Penguin Random House verklagt OpenAI wegen Urheberrechtsverletzung durch KI-Training
Elias LehmannPenguin Random House verklagt OpenAI wegen Urheberrechtsverletzung durch KI-Training
Der Verlag Penguin Random House hat vor dem Landgericht München Klage gegen OpenAI und ChatGPT eingereicht. Der Verlag wirft den KI-Modellen vor, Werke des Autors und Illustrators Ingo Siegner widerrechtlich für das Training ihrer Systeme genutzt zu haben. Laut der Klage habe die KI anschließend Siegners urheberrechtlich geschützte Inhalte ohne Erlaubnis reproduziert.
Der Fall ist Teil einer breiten Welle von Streitigkeiten zwischen Rechteinhabern und KI-Entwicklern über die unberechtigte Nutzung kreativer Werke. Im Mittelpunkt der Klage steht Siegners Kinderbuchreihe Der kleine Drache Kokosnuss. Penguin Random House argumentiert, dass die Modelle von OpenAI Siegners Texte und Illustrationen gespeichert und später wortwörtlich wiedergegeben hätten.

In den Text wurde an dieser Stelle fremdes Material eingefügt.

//! # qwixx-engine
//!
//! Rule engine for a roll-and-write dice game in the style of Qwixx.
//!
//! ## Design Principles
//!
//! 1. **Pure rules**: legality, scoring and the end condition are functions
//!    of sheets and rolls. No I/O anywhere in the crate.
//!
//! 2. **N-Player First**: every participant gets a `Sheet` in a `PlayerMap`;
//!    nothing assumes two players.
//!
//! 3. **Adapters at the edge**: prompts, bots and scripted tests implement
//!    `Decider`. The `Game` state machine can also be stepped by hand.
//!
//! 4. **Reproducible**: all randomness comes from a seeded `GameRng`.
//!
//! ## Modules
//!
//! - `core`: colors, players, actions, errors, RNG, configuration
//! - `sheet`: rows and score sheets
//! - `dice`: rolling and roll outcomes
//! - `rules`: legality, turn application, end of game, the `Game` itself
//!
//! ## Example
//!
//! ```
//! use qwixx_engine::{Game, GameConfig, TurnAction};
//!
//! let mut game = Game::new(GameConfig::with_players(["Ada", "Bo"]).with_seed(3)).unwrap();
//! game.roll().unwrap();
//! game.apply_active(TurnAction::FailedAttempt).unwrap();
//!
//! let passive = game.pending_passive().unwrap();
//! assert_ne!(passive, game.current_player());
//! ```

pub mod core;
pub mod dice;
pub mod rules;
pub mod sheet;

// Re-export commonly used types
pub use crate::core::{
    ActionRecord, ClosedColors, Color, ColorMap, Direction, GameConfig, GameError, GameRng,
    GameRngState, Mark, PassiveChoice, PlayerId, PlayerMap, RecordedAction, Result, TurnAction,
};

pub use crate::dice::{Dice, RollOutcome};

pub use crate::rules::{
    legal_combinations, Decider, Game, GameCheckpoint, GameResult, LegalCombinations, Standing,
    TurnPhase, TurnReport, TurnView,
};

pub use crate::sheet::{Row, Sheet};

Der Verlag bewertet dies als unautorisierte Speicherung und öffentliche Verbreitung urheberrechtlich geschützten Materials.
Carina Mathern, Verlegerin für Kinder- und Jugendbücher bei Penguin Random House, erklärte, die Klage diene dem Schutz der Rechte von Schöpfern im Zeitalter der KI. Sie betonte, wie wichtig faire Rahmenbedingungen seien, während sich die KI-Technologie weiterentwickle.
Der Fall folgt auf einen Teilerfolg der deutschen Musikrechtegesellschaft GEMA gegen OpenAI vor demselben Gericht im November 2025. OpenAI hat gegen dieses Urteil inzwischen Berufung eingelegt. Unterdessen haben auch andere Verlage und Medienunternehmen Schritte gegen KI-Anbieter unternommen. Im März 2026 reichten die Encyclopaedia Britannica, Merriam-Webster, BMG und Chicken Soup for the Soul separate Klagen gegen OpenAI, Anthropic, Google, xAI und Meta ein.
KI-generierte Inhalte haben die Verlagsbranche bereits beeinflusst. So hatte die Hachette Book Group zuvor den Horrorroman Shy Girl vom Markt genommen, nachdem eine KI-Erkennungssoftware große Passagen als maschinell verfasst eingestuft hatte.
Das Landgericht München wird nun die Vorwürfe von Penguin Random House gegen OpenAI prüfen. Sollte die Klage erfolgreich sein, könnte der Fall einen Präzedenzfall dafür schaffen, wie KI-Entwickler urheberrechtlich geschütztes Material in Trainingsdaten nutzen dürfen. Das Ergebnis könnte auch künftige Rechtsstreitigkeiten zwischen der Kreativwirtschaft und Tech-Unternehmen über KI-generierte Inhalte prägen. Die Berufung von OpenAI gegen das frühere GEMA-Urteil bleibt weiterhin anhängig.